Dear Kindergarten Families,
Reminder about Halloween: We have reminded our students that there will be no Halloween celebration on Monday, and that no one should come to school in costume. Please do not send your child to school in costume.
Excitement abounded on Tuesday when a scientist from the Academy of Natural Sciences joined us to teach us about hedgehogs and beavers. Kindergarten A learned lots about beavers, got to touch a pelt and skull, and met a live porcupine and rat, two related rodents. Kindergarten B not only learned about hedgehogs but also met a live one, and they had the opportunity to compare and contrast it to the porcupine. The students were able to observe the hedgehog while also asking many questions of our visiting expert!
Both classes are delving deeper into research. Kindergarten A classified a group of creatures, starting with what makes something alive, then categorizing down to animals, vertebrates, mammals, and rodents, which is the type of mammal a beaver is. Some children were surprised to find out that people are not only animals, but mammals. We also focused on the body parts of a beaver and created and labeled large-scale, 2-D models of beavers. We had a wonderful day at The Schuylkill Center. Kindergarten A worked to simulate making beaver lodges and beaver dams and played a predator/prey game. Lodges are typically built partially underwater, which is not a possibility for us, but we did try to find rocks to hold sticks in place to create a dome-like shape for beavers to live in. We realized just how amazing beavers’ building skills are! We also made some dams out of sticks and grass and brought them back to school to experiment with how they affect the movement of water. We talked about how beavers build dams before their lodges to create a “pool” or area where there the river isn’t flowing quickly. This allows the beavers to keep away from predators and creates an area for their food to grow and thrive.
Kindergarten B learned more about a hedgehog’s life cycle by watching a video slideshow of a hedgehog’s development. The students learned about how hoglets, or baby hedgehogs, are born blind and leave their mothers after about a month. In the wild hedgehogs can live up to seven years. We learned that they don’t have many predators except for owls and foxes. The students also learned about hedgehogs’ diets by reading non-fiction books. We then made hedgehog prey, such as insects and slugs, out of Model Magic. We took the student-made prey out to The Schuylkill Center where the students played a predator-prey game simulating a hedgehog’s experience. This week we finished reading Lulu and the Hedgehog in the Rain by Hilary McKay. If your child enjoyed this story, there are more books in this series.

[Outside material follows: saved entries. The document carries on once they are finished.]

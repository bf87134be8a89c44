use pulse_core::registry::MetricRegistry;
use std::fmt::Write;

/// Renders every registered blockchain with its metrics, one metric per line.
pub fn render_chains(registry: &MetricRegistry) -> String {
    let mut out = String::new();
    for blockchain in registry.blockchains() {
        let _ = writeln!(out, "{blockchain}");
        for spec in registry.metrics(blockchain) {
            let _ = writeln!(out, "  {} (api_method={})", spec.name, spec.kind.api_method());
        }
    }
    out
}

pub fn handle_chains_command(registry: &MetricRegistry) {
    print!("{}", render_chains(registry));
}
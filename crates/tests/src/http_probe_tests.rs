//! Tests for HTTP round-trip probes and the metric lifecycle around them.

use pulse_core::{
    chains::{Blockchain, MetricKind, RpcCall, METRIC_NAME},
    labels::{LabelKey, MetricLabels, STATUS_FAILED, STATUS_SUCCESS},
    metric::{Metric, MetricConfig},
    probe::{HttpProbe, Probe, ProbeError},
    registry::ProbeContext,
    types::JsonRpcRequest,
};
use serde_json::json;
use std::{sync::Arc, time::Duration};

use crate::mock_infrastructure::{fast_metric_config, http_client, DelayedRpcServer, RpcMockBuilder};

fn http_metric(url: &str, method: &str, config: MetricConfig) -> Metric {
    let request = JsonRpcRequest::new(method, None);
    let probe = HttpProbe::new(http_client(), Some(url.to_string()), request);
    Metric::new(
        METRIC_NAME,
        MetricLabels::new("fra1", "us-east", "Ethereum", "mock"),
        Arc::new(config),
        Box::new(probe),
    )
}

fn status(metric: &Metric) -> Option<&str> {
    metric.labels().get_label(LabelKey::ResponseStatus)
}

/// Round trip of a delayed server is at least the delay
#[tokio::test]
async fn test_latency_includes_server_delay() {
    let server = DelayedRpcServer::start(Duration::from_millis(50), json!("0x10")).await.unwrap();

    let mut metric = http_metric(&server.url(), "eth_blockNumber", fast_metric_config());
    metric.collect().await;

    let value = metric.latest_value().unwrap();
    assert!((0.05..1.0).contains(&value), "latency {value}");
    assert_eq!(status(&metric), Some(STATUS_SUCCESS));
    assert_eq!(server.hits(), 1);
}

/// A measurement above the ceiling is recorded as a failure
#[tokio::test]
async fn test_latency_above_ceiling_is_failure() {
    let server = DelayedRpcServer::start(Duration::from_millis(60), json!("0x10")).await.unwrap();
    let config =
        MetricConfig { timeout: Duration::from_secs(2), max_latency: Duration::from_millis(10) };

    let mut metric = http_metric(&server.url(), "eth_blockNumber", config);
    metric.collect().await;

    assert_eq!(metric.latest_value(), None);
    assert_eq!(status(&metric), Some(STATUS_FAILED));
    assert!(metric.influx_line().is_err());
}

/// Exceeding the request timeout is a timeout failure
#[tokio::test]
async fn test_slow_server_times_out() {
    let server = DelayedRpcServer::start(Duration::from_millis(500), json!("0x10")).await.unwrap();
    let mut probe = HttpProbe::new(
        http_client(),
        Some(server.url()),
        JsonRpcRequest::new("eth_blockNumber", None),
    );
    let config =
        MetricConfig { timeout: Duration::from_millis(100), max_latency: Duration::from_secs(30) };

    let err = probe.run_once(&config).await.unwrap_err();
    assert!(err.is_timeout(), "got {err:?}");
}

/// Non-200 responses fail without a value
#[tokio::test]
async fn test_server_error_status_is_failure() {
    let mut rpc = RpcMockBuilder::new().await;
    rpc.mock_body("getSlot", 503, "unavailable");

    let mut metric = http_metric(&rpc.url(), "getSlot", fast_metric_config());
    metric.collect().await;

    assert!(metric.is_failed());
    assert_eq!(metric.latest_value(), None);
    rpc.assert_all().await;
}

/// A JSON-RPC error body is still a measured round trip for plain calls
#[tokio::test]
async fn test_plain_call_accepts_error_body() {
    let mut rpc = RpcMockBuilder::new().await;
    rpc.mock_error("getSlot", -32005, "node is behind");

    let mut metric = http_metric(&rpc.url(), "getSlot", fast_metric_config());
    metric.collect().await;

    assert!(metric.latest_value().is_some());
}

/// A second collect on a reported metric does not hit the provider again
#[tokio::test]
async fn test_collect_is_skipped_once_reported() {
    let server = DelayedRpcServer::start(Duration::from_millis(1), json!(1)).await.unwrap();

    let mut metric = http_metric(&server.url(), "getSlot", fast_metric_config());
    metric.collect().await;
    let first = metric.latest_value();
    metric.collect().await;

    assert_eq!(metric.latest_value(), first);
    assert_eq!(server.hits(), 1);
}

fn eth_call_context(url: &str) -> ProbeContext {
    ProbeContext {
        provider: Some("mock".to_string()),
        http_endpoint: Some(url.to_string()),
        tx_data: Some(json!({
            "to": "0x00000000219ab540356cBB839Cbe05303d7705Fa",
            "data": "0x70a08231"
        })),
        ..ProbeContext::default()
    }
}

/// `eth_call` succeeds only with a non-null result
#[tokio::test]
async fn test_eth_call_requires_result() {
    let mut rpc = RpcMockBuilder::new().await;
    rpc.mock_eth_call("0x0000000000000000000000000000000000000000000000000000000000000001");

    let mut probe =
        MetricKind::EthCallLatency.build(&eth_call_context(&rpc.url()), &http_client()).unwrap();
    assert_eq!(probe.api_method(), "eth_call");
    assert!(probe.run_once(&fast_metric_config()).await.unwrap().is_some());

    let mut rpc = RpcMockBuilder::new().await;
    rpc.mock_error("eth_call", 3, "execution reverted");

    let mut probe =
        MetricKind::EthCallLatency.build(&eth_call_context(&rpc.url()), &http_client()).unwrap();
    let err = probe.run_once(&fast_metric_config()).await.unwrap_err();
    assert!(matches!(err, ProbeError::InvalidResponse(ref m) if m.contains("execution reverted")));
}

/// Missing HTTP endpoint fails the probe, not the factory
#[tokio::test]
async fn test_missing_http_endpoint() {
    let kind = MetricKind::HttpCallLatency(RpcCall::new("getSlot", None));
    let mut probe = kind.build(&ProbeContext::default(), &http_client()).unwrap();

    let err = probe.run_once(&fast_metric_config()).await.unwrap_err();
    assert!(matches!(err, ProbeError::MissingEndpoint("http")));
}

/// Labels carry the chain name and api method from the kind
#[tokio::test]
async fn test_registry_metric_labels() {
    let mut registry = pulse_core::registry::MetricRegistry::new();
    registry.register(
        Blockchain::Base,
        [pulse_core::registry::MetricSpec::new(
            MetricKind::HttpCallLatency(RpcCall::new("eth_gasPrice", None)),
            METRIC_NAME,
        )],
    );

    let metrics = registry
        .create(
            Blockchain::Base,
            &Arc::new(fast_metric_config()),
            &ProbeContext { provider: Some("p1".into()), ..ProbeContext::default() },
            &http_client(),
        )
        .unwrap();

    let labels = metrics[0].labels();
    assert_eq!(labels.get_label(LabelKey::Blockchain), Some("Base"));
    assert_eq!(labels.get_label(LabelKey::ApiMethod), Some("eth_gasPrice"));
    assert_eq!(labels.get_label(LabelKey::SourceRegion), Some("default"));
}
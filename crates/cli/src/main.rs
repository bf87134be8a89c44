use anyhow::Result;
use clap::{Parser, Subcommand};
use pulse_core::{config::AppConfig, registry::MetricRegistry};
use rustls::crypto::{ring::default_provider, CryptoProvider};
use std::{path::PathBuf, sync::Arc};
use tracing_subscriber::EnvFilter;

mod commands;
use commands::{handle_chains_command, handle_collect_command, CollectOptions};

#[derive(Parser)]
#[command(name = "pulse-cli")]
#[command(about = "Pulse CLI - measure RPC provider latency and push it to a metrics backend")]
struct Cli {
    #[command(subcommand)]
    command: Commands,

    /// Configuration file
    #[arg(long, global = true, env = "PULSE_CONFIG", default_value = "config/config.toml")]
    config: PathBuf,
}

#[derive(Subcommand)]
enum Commands {
    /// Run one collection for a blockchain and print the payload
    Collect {
        /// Blockchain name (case insensitive)
        #[arg(short, long)]
        blockchain: String,

        /// Endpoints document file; defaults to the configured source
        #[arg(short, long)]
        endpoints: Option<PathBuf>,

        /// Measure and print without pushing
        #[arg(long)]
        no_push: bool,
    },

    /// List registered blockchains and their metrics
    Chains,
}

fn init_logging(config: &AppConfig) {
    let filter = EnvFilter::try_from_default_env().unwrap_or_else(|_| {
        EnvFilter::new(format!("warn,pulse_core={}", config.logging.level))
    });
    tracing_subscriber::fmt().with_env_filter(filter).with_writer(std::io::stderr).init();
}

#[tokio::main]
async fn main() -> Result<()> {
    let cli = Cli::parse();
    let registry = Arc::new(MetricRegistry::with_defaults());

    match cli.command {
        Commands::Chains => handle_chains_command(&registry),

        Commands::Collect { blockchain, endpoints, no_push } => {
            CryptoProvider::install_default(default_provider())
                .map_err(|e| anyhow::anyhow!("Failed to install crypto provider: {e:?}"))?;

            let config = AppConfig::from_file(&cli.config)?;
            config.validate()?;
            init_logging(&config);

            let options = CollectOptions { blockchain, endpoints, no_push };
            handle_collect_command(options, &config, registry).await?;
        }
    }

    Ok(())
}
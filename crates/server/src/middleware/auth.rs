//! Bearer authentication for the collection endpoint.

#![allow(clippy::missing_errors_doc)]

use axum::{
    body::Body,
    extract::{Request, State},
    http::{header::AUTHORIZATION, StatusCode},
    middleware::Next,
    response::Response,
};
use std::sync::Arc;
use subtle::ConstantTimeEq;
use tracing::warn;

const BEARER_PREFIX: &str = "Bearer ";

/// Validates `Authorization: Bearer <secret>` against the configured secret.
///
/// # Security
///
/// - If no secret is configured (`None`), every request is rejected.
/// - Uses `subtle::ConstantTimeEq` for the comparison.
/// - Returns `401 Unauthorized` for a missing, malformed or wrong token.
///
/// # Example
///
/// ```rust,ignore
/// let secret = Some(Arc::new("secret".to_string()));
/// let router = Router::new()
///     .route("/metrics/{blockchain}", get(handler))
///     .layer(middleware::from_fn_with_state(secret, bearer_auth_middleware));
/// ```
pub async fn bearer_auth_middleware(
    State(api_secret): State<Option<Arc<String>>>,
    request: Request<Body>,
    next: Next,
) -> Result<Response, StatusCode> {
    let Some(expected) = api_secret.filter(|s| !s.is_empty()) else {
        warn!("api secret not configured, rejecting request");
        return Err(StatusCode::UNAUTHORIZED);
    };

    let provided = request
        .headers()
        .get(AUTHORIZATION)
        .and_then(|v| v.to_str().ok())
        .and_then(|v| v.strip_prefix(BEARER_PREFIX))
        .ok_or(StatusCode::UNAUTHORIZED)?;

    if provided.as_bytes().ct_eq(expected.as_bytes()).into() {
        Ok(next.run(request).await)
    } else {
        Err(StatusCode::UNAUTHORIZED)
    }
}
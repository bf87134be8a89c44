//! Solana.

use serde_json::{json, Value};

use crate::{
    chains::{MetricKind, RpcCall, SubscriptionKind, METRIC_NAME},
    probe::{ChainSubscription, ProbeError},
    registry::MetricSpec,
    types::JsonRpcRequest,
};

/// Signed transfer used by the `simulateTransaction` probe. The simulation result
/// is irrelevant; only the round trip is measured.
pub const SIMULATE_TRANSACTION_PAYLOAD: &str = "AQAAAAAAAAAAAAAAAAAAAAAAAAAAAAAAAAAAAAAAAAAAAAAAAAAAAAAAAAAAAAAAAAAAAAAAAAAAAAAAAAAAAAABAAEDArczbMia1tLmq7zz4DinMNN0pJ1JtLdqIJPUw3YrGCzYAMHBsgN27lcgB6H2WQvFgyZuJYHa46puOQo9yQ8CVQbd9uHXZaGT2cvhRs7reawctIXtX1s3kTqM9YV+/wCp20C7Wj2aiuk5TReAXo+VTVg8QTHjs0UjNMMKCvpzZ+ABAgEBARU=";

pub(crate) fn default_metrics() -> Vec<MetricSpec> {
    vec![
        MetricSpec::new(MetricKind::WsBlockLatency(SubscriptionKind::SolanaBlocks), METRIC_NAME),
        MetricSpec::new(
            MetricKind::HttpCallLatency(RpcCall::new("getLatestBlockhash", None)),
            METRIC_NAME,
        ),
        MetricSpec::new(MetricKind::HttpCallLatency(RpcCall::new("getSlot", None)), METRIC_NAME),
        MetricSpec::new(
            MetricKind::HttpCallLatency(RpcCall::new(
                "simulateTransaction",
                Some(json!([SIMULATE_TRANSACTION_PAYLOAD, {"encoding": "base64"}])),
            )),
            METRIC_NAME,
        ),
    ]
}

/// `blockSubscribe` at `confirmed` commitment.
#[derive(Debug, Clone, Copy, Default)]
pub struct BlockSubscription;

impl ChainSubscription for BlockSubscription {
    fn api_method(&self) -> &'static str {
        "blockSubscribe"
    }

    fn subscribe_request(&self) -> JsonRpcRequest {
        JsonRpcRequest::new(
            "blockSubscribe",
            Some(json!([{"commitment": "confirmed", "encoding": "jsonParsed"}])),
        )
    }

    fn unsubscribe_request(&self, subscription_id: &Value) -> Option<JsonRpcRequest> {
        Some(JsonRpcRequest::new("blockUnsubscribe", Some(json!([subscription_id]))))
    }

    /// Notifications wrap the block as `{context, value: {slot, block}}`; flat
    /// payloads are accepted as-is.
    fn block<'a>(&self, result: &'a Value) -> &'a Value {
        result.get("value").and_then(|v| v.get("block")).unwrap_or(result)
    }

    fn block_key<'a>(&self, block: &'a Value) -> Option<&'a str> {
        block.get("blockhash").and_then(Value::as_str).filter(|h| !h.is_empty())
    }

    fn block_timestamp(&self, block: &Value) -> Result<i64, ProbeError> {
        block
            .get("blockTime")
            .and_then(Value::as_i64)
            .ok_or_else(|| {
                ProbeError::InvalidResponse("block time missing in block data".to_string())
            })
    }
}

As usual, this week we worked on reading and writing skills. In Writing Workshop, we introduced the idea of “writing the lines,” representing a story by writing a line for each word in the story. This helps the children remember the important skill of leaving spaces between words in their writing and recognizing when one word ends and another starts in their reading. Teachers then write each child’s story under the lines that the child has written, helping the child to recognize and read some words. Many children are still working on what is a word versus a syllable. We have been playing a number of games, clapping out syllables to slowly solidify the idea that one word can have multiple syllables. We are continuing to work on letter/sound correspondence, hand-writing upper-case letters, and recognizing lower-case letters. We also talked about and practiced the third way we read a book -- the one we adults are most familiar with -- by reading the words. Children spent time practicing the three ways to read a book: read the pictures, retell a story, or read the words.
In mathematics this week we played a game that compares quantities to ten, introducing the terms and symbols for “greater than,” “less than,” and “equal to.” We continue to keep track of how many days we have been in school, looking at groups of ten and ones, introducing the idea of place value. It is hard to believe we have been in school for 36 days already!
Ask your child:
- How do you know something is alive? (It grows and can reproduce, though our focus was on growing.)
- What makes a rodent a rodent?
- What is the same and different about a beaver’s body and a human’s? How does a beaver use its tail? Why does a beaver have inner and outer layers of fur?
- How does a dam affect the flow of water? How did you make your dam at The Schuylkill Center? Which creatures are predators of beavers? How did you play the predator/prey game at The Center?
- How did it feel to see a real hedgehog? Was it what you expected or different?
- What does a hedgehog eat?
- What did you learn about baby hedgehogs? (They are called hoglets, are born blind, and have spines under the skin.)
- What part did you play in the predator/prey game at The Schuylkill Center?
- What was your favorite part in the book Lulu and the Hedgehog in the Rain?